Denn gerade das Thema Energie hatten die Deutschen und die Europäer als zentral für einen Erfolg des UN-Gipfels zur nachhaltigen Entwicklung in Johannesburg angesehen. Den zwei Milliarden Menschen auf der Welt ohne Zugang zu Strom, Licht, Kühlschränken, Radio und Fernsehen eine umweltverträgliche Form der Elektrizität zu bringen, das sollte eines der beiden großen Ziele des Gipfels sein. „Energie und Wasser“ seien die wichtigsten Themen, die Nachhaltigkeit am deutlichsten verkörperten und deshalb am wichtigsten seien, hatten Heidemarie Wieczorek-Zeul und Jürgen Trittin betont: Mit einer Grundversorgung von Strom und Wasser bekämpfe man die Armut, verbessere die Gesundheit, steigere die wirtschaftlichen Chancen und schone die Umwelt. Für einen Erfolg auf diesem Gebiet hatte die EU bereits vor der Konferenz Abstriche gemacht. So schlug sie vor, bis 2010 auf insgesamt 15 Prozent Strom aus regenerativen Energien zu kommen – wo der Anteil bereits jetzt etwa 13 Prozent beträgt, wenn man die ökologisch problematischen Großstaudämme mitrechnet. Trotzdem wurde dem Vorstoß der EU am Montagabend von der Ölfront aus USA und Opec-Staaten das Licht ausgeblasen.

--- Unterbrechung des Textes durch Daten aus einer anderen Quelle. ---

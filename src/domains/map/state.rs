use super::events::MapEvent;
use crate::common::{AggregateRoot, DomainError, DomainResult};
use crate::domains::geometry::{features, LinePath, ObstacleSet, Point, Polygon};
use crate::domains::path_planning::{PathOutcome, PathRequest, PathResult, RequestId, RoutingParams};
use chrono::Utc;
use geojson::{FeatureCollection, JsonObject};
use serde::{Deserialize, Serialize};
use uuid::Uuid;

#[derive(Debug, Clone, Copy, PartialEq, Eq, Serialize, Deserialize)]
#[serde(rename_all = "snake_case")]
pub enum WaypointRole {
    Start,
    Via,
    End,
}

#[derive(Debug, Clone, PartialEq, Serialize, Deserialize)]
pub struct Waypoint {
    pub point: Point,
    pub role: WaypointRole,
    pub properties: Option<JsonObject>,
}

/// Read waypoints in feature order. The first feature is the start, the last
/// the end and everything in between a via point.
pub fn waypoints_from_collection(fc: &FeatureCollection) -> DomainResult<Vec<Waypoint>> {
    let last = fc.features.len().saturating_sub(1);
    fc.features
        .iter()
        .enumerate()
        .map(|(index, feature)| {
            let geometry = feature.geometry.as_ref().ok_or_else(|| {
                DomainError::invalid(format!("waypoint feature {} has no geometry", index))
            })?;
            let role = match index {
                0 => WaypointRole::Start,
                i if i == last => WaypointRole::End,
                _ => WaypointRole::Via,
            };
            Ok(Waypoint {
                point: features::point_from_geometry(geometry)?,
                role,
                properties: feature.properties.clone(),
            })
        })
        .collect()
}

pub fn waypoints_to_collection(waypoints: &[Waypoint]) -> FeatureCollection {
    features::collection(
        waypoints
            .iter()
            .map(|w| features::feature(features::point_to_geometry(w.point), w.properties.clone()))
            .collect(),
    )
}

/// What to show when the current request ends without a path.
#[derive(Debug, Clone, Copy, PartialEq, Eq, Default, Serialize, Deserialize)]
#[serde(rename_all = "snake_case")]
pub enum FailurePolicy {
    #[default]
    ClearPath,
    KeepPath,
}

#[derive(Debug, Clone, PartialEq, Eq)]
pub enum ResultDisposition {
    Applied,
    Failed { reason: String, path_cleared: bool },
    /// Answers a request that is no longer the latest one.
    Stale,
    Ignored,
}

/// Everything one map session knows. Geometry is kept in geodetic coordinates.
#[derive(Debug, Clone, Serialize, Deserialize)]
pub struct MapState {
    pub id: String,
    pub obstacles: ObstacleSet,
    pub preprocessed: Vec<Polygon>,
    pub waypoints: Vec<Waypoint>,
    pub displayed_path: Option<LinePath>,
    pub postprocessed: Option<FeatureCollection>,
    pub intersections: Option<FeatureCollection>,
    pub latest_request_id: RequestId,
    pub pending_request: Option<RequestId>,
    pub version: u64,
    #[serde(skip)]
    uncommitted_events: Vec<MapEvent>,
}

impl Default for MapState {
    fn default() -> Self {
        Self::new()
    }
}

impl MapState {
    pub fn new() -> Self {
        Self::with_id(Uuid::new_v4().to_string())
    }

    pub fn with_id(id: impl Into<String>) -> Self {
        Self {
            id: id.into(),
            obstacles: ObstacleSet::default(),
            preprocessed: Vec::new(),
            waypoints: Vec::new(),
            displayed_path: None,
            postprocessed: None,
            intersections: None,
            latest_request_id: 0,
            pending_request: None,
            version: 0,
            uncommitted_events: Vec::new(),
        }
    }

    pub fn waypoint_points(&self) -> Vec<Point> {
        self.waypoints.iter().map(|w| w.point).collect()
    }

    pub fn modify_waypoints(&mut self, waypoints: Vec<Waypoint>) -> DomainResult<()> {
        self.record(MapEvent::WaypointsModified {
            session_id: self.id.clone(),
            waypoints,
            timestamp: Utc::now(),
        })
    }

    pub fn place_waypoints(&mut self, waypoints: Vec<Waypoint>) -> DomainResult<()> {
        self.record(MapEvent::WaypointsPlaced {
            session_id: self.id.clone(),
            waypoints,
            timestamp: Utc::now(),
        })
    }

    pub fn update_obstacles(
        &mut self,
        obstacles: ObstacleSet,
        preprocessed: Vec<Polygon>,
    ) -> DomainResult<()> {
        self.record(MapEvent::ObstaclesUpdated {
            session_id: self.id.clone(),
            obstacles,
            preprocessed,
            timestamp: Utc::now(),
        })
    }

    /// Issue the next request for the current waypoints and obstacles.
    ///
    /// With fewer than two waypoints nothing can be routed: any displayed
    /// path and outstanding request are dropped and `None` is returned.
    pub fn request_route(&mut self, params: RoutingParams) -> DomainResult<Option<PathRequest>> {
        let points = self.waypoint_points();
        if points.len() < 2 {
            if self.pending_request.is_some() || self.displayed_path.is_some() {
                self.record(MapEvent::PathCleared {
                    session_id: self.id.clone(),
                    request_id: None,
                    timestamp: Utc::now(),
                })?;
            }
            return Ok(None);
        }

        let request_id = self.latest_request_id + 1;
        self.record(MapEvent::RouteRequested {
            session_id: self.id.clone(),
            request_id,
            timestamp: Utc::now(),
        })?;
        Ok(PathRequest::from_waypoints(
            request_id,
            &points,
            self.obstacles.clone(),
            params,
        ))
    }

    /// Fold a dispatcher result into the state if it answers the outstanding request.
    pub fn accept_result(
        &mut self,
        result: &PathResult,
        policy: FailurePolicy,
    ) -> DomainResult<ResultDisposition> {
        if self.pending_request != Some(result.request_id) {
            return Ok(ResultDisposition::Stale);
        }
        match &result.outcome {
            PathOutcome::Found(path) => {
                self.record(MapEvent::PathUpdated {
                    session_id: self.id.clone(),
                    request_id: result.request_id,
                    path: path.clone(),
                    timestamp: Utc::now(),
                })?;
                Ok(ResultDisposition::Applied)
            }
            PathOutcome::NotFound => self.route_failed(result.request_id, "no path found".into(), policy),
            PathOutcome::Failed(reason) => self.route_failed(result.request_id, reason.clone(), policy),
            PathOutcome::Cancelled => {
                self.pending_request = None;
                Ok(ResultDisposition::Ignored)
            }
        }
    }

    fn route_failed(
        &mut self,
        request_id: RequestId,
        reason: String,
        policy: FailurePolicy,
    ) -> DomainResult<ResultDisposition> {
        let path_cleared = policy == FailurePolicy::ClearPath;
        self.record(MapEvent::RouteFailed {
            session_id: self.id.clone(),
            request_id,
            reason: reason.clone(),
            path_cleared,
            timestamp: Utc::now(),
        })?;
        Ok(ResultDisposition::Failed {
            reason,
            path_cleared,
        })
    }
}

impl AggregateRoot for MapState {
    type Event = MapEvent;

    fn aggregate_id(&self) -> &str {
        &self.id
    }

    fn version(&self) -> u64 {
        self.version
    }

    fn apply(&mut self, event: &Self::Event) -> DomainResult<()> {
        match event {
            MapEvent::WaypointsModified { waypoints, .. } => {
                self.waypoints = waypoints.clone();
            }
            MapEvent::WaypointsPlaced { waypoints, .. } => {
                self.waypoints = waypoints.clone();
                self.pending_request = None;
            }
            MapEvent::ObstaclesUpdated {
                obstacles,
                preprocessed,
                ..
            } => {
                self.obstacles = obstacles.clone();
                self.preprocessed = preprocessed.clone();
            }
            MapEvent::RouteRequested { request_id, .. } => {
                if *request_id <= self.latest_request_id {
                    return Err(DomainError::invalid(format!(
                        "request {} does not advance past {}",
                        request_id, self.latest_request_id
                    )));
                }
                self.latest_request_id = *request_id;
                self.pending_request = Some(*request_id);
            }
            MapEvent::PathUpdated { path, .. } => {
                self.displayed_path = Some(path.clone());
                self.pending_request = None;
            }
            MapEvent::PathCleared { request_id, .. } => {
                self.displayed_path = None;
                if request_id.is_none() || *request_id == self.pending_request {
                    self.pending_request = None;
                }
            }
            MapEvent::RouteFailed { path_cleared, .. } => {
                if *path_cleared {
                    self.displayed_path = None;
                }
                self.pending_request = None;
            }
        }
        self.version += 1;
        Ok(())
    }

    fn uncommitted_events(&self) -> &[Self::Event] {
        &self.uncommitted_events
    }

    fn mark_events_as_committed(&mut self) {
        self.uncommitted_events.clear();
    }

    fn add_event(&mut self, event: Self::Event) {
        self.uncommitted_events.push(event);
    }
}

#[cfg(test)]
mod tests {
    use super::*;

    fn waypoint(lon: f64, lat: f64, role: WaypointRole) -> Waypoint {
        Waypoint {
            point: Point { lon, lat },
            role,
            properties: None,
        }
    }

    fn two_waypoints() -> Vec<Waypoint> {
        vec![
            waypoint(0.0, 0.0, WaypointRole::Start),
            waypoint(1.0, 1.0, WaypointRole::End),
        ]
    }

    #[test]
    fn request_ids_increase_per_session() {
        let mut state = MapState::with_id("s");
        state.modify_waypoints(two_waypoints()).unwrap();
        let first = state.request_route(RoutingParams::default()).unwrap().unwrap();
        let second = state.request_route(RoutingParams::default()).unwrap().unwrap();
        assert_eq!(first.id, 1);
        assert_eq!(second.id, 2);
        assert_eq!(state.latest_request_id, 2);
        assert_eq!(state.pending_request, Some(2));
    }

    #[test]
    fn older_result_is_stale_once_a_newer_request_exists() {
        let mut state = MapState::with_id("s");
        state.modify_waypoints(two_waypoints()).unwrap();
        state.request_route(RoutingParams::default()).unwrap();
        state.request_route(RoutingParams::default()).unwrap();

        let old = PathResult::from_engine(1, Ok(LinePath::new(vec![Point { lon: 0.0, lat: 0.0 }])));
        let disposition = state.accept_result(&old, FailurePolicy::ClearPath).unwrap();
        assert_eq!(disposition, ResultDisposition::Stale);
        assert!(state.displayed_path.is_none());
    }

    #[test]
    fn keep_path_policy_leaves_previous_path() {
        let mut state = MapState::with_id("s");
        state.modify_waypoints(two_waypoints()).unwrap();
        let request = state.request_route(RoutingParams::default()).unwrap().unwrap();
        let path = LinePath::new(vec![request.start, request.end]);
        state
            .accept_result(&PathResult::from_engine(request.id, Ok(path.clone())), FailurePolicy::KeepPath)
            .unwrap();

        let request = state.request_route(RoutingParams::default()).unwrap().unwrap();
        let disposition = state
            .accept_result(&PathResult::failed(request.id, "boom"), FailurePolicy::KeepPath)
            .unwrap();
        assert_eq!(
            disposition,
            ResultDisposition::Failed {
                reason: "boom".into(),
                path_cleared: false
            }
        );
        assert_eq!(state.displayed_path, Some(path));
        assert_eq!(state.pending_request, None);
    }

    #[test]
    fn single_waypoint_drops_pending_request() {
        let mut state = MapState::with_id("s");
        state.modify_waypoints(two_waypoints()).unwrap();
        state.request_route(RoutingParams::default()).unwrap();
        state
            .modify_waypoints(vec![waypoint(0.0, 0.0, WaypointRole::Start)])
            .unwrap();
        assert!(state.request_route(RoutingParams::default()).unwrap().is_none());
        assert_eq!(state.pending_request, None);
        assert_eq!(state.latest_request_id, 1);
    }

    #[test]
    fn events_are_recorded_in_order() {
        let mut state = MapState::with_id("s");
        state.modify_waypoints(two_waypoints()).unwrap();
        state.request_route(RoutingParams::default()).unwrap();
        let kinds: Vec<_> = state
            .take_uncommitted_events()
            .iter()
            .map(|e| crate::common::DomainEvent::event_type(e))
            .collect();
        assert_eq!(kinds, vec!["WaypointsModified", "RouteRequested"]);
        assert!(state.uncommitted_events().is_empty());
        assert_eq!(state.version(), 2);
    }
}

Greenpeace hatte die Energiefrage zur „Nagelprobe für Erfolg oder Scheitern des Gipfels gemacht“. Das einzig Positive an der Energielösung, so Campaigner Sven Teske, sei die Tatsache, dass es kein niedriges Ziel gebe: „Das hätte dann als Grenzwert gewirkt, der nicht überschritten wird.“ Ansonsten sei wichtig, dass der Gipfel das Thema internationale Umweltpolitik wieder auf die Tagesordnung gesetzt habe.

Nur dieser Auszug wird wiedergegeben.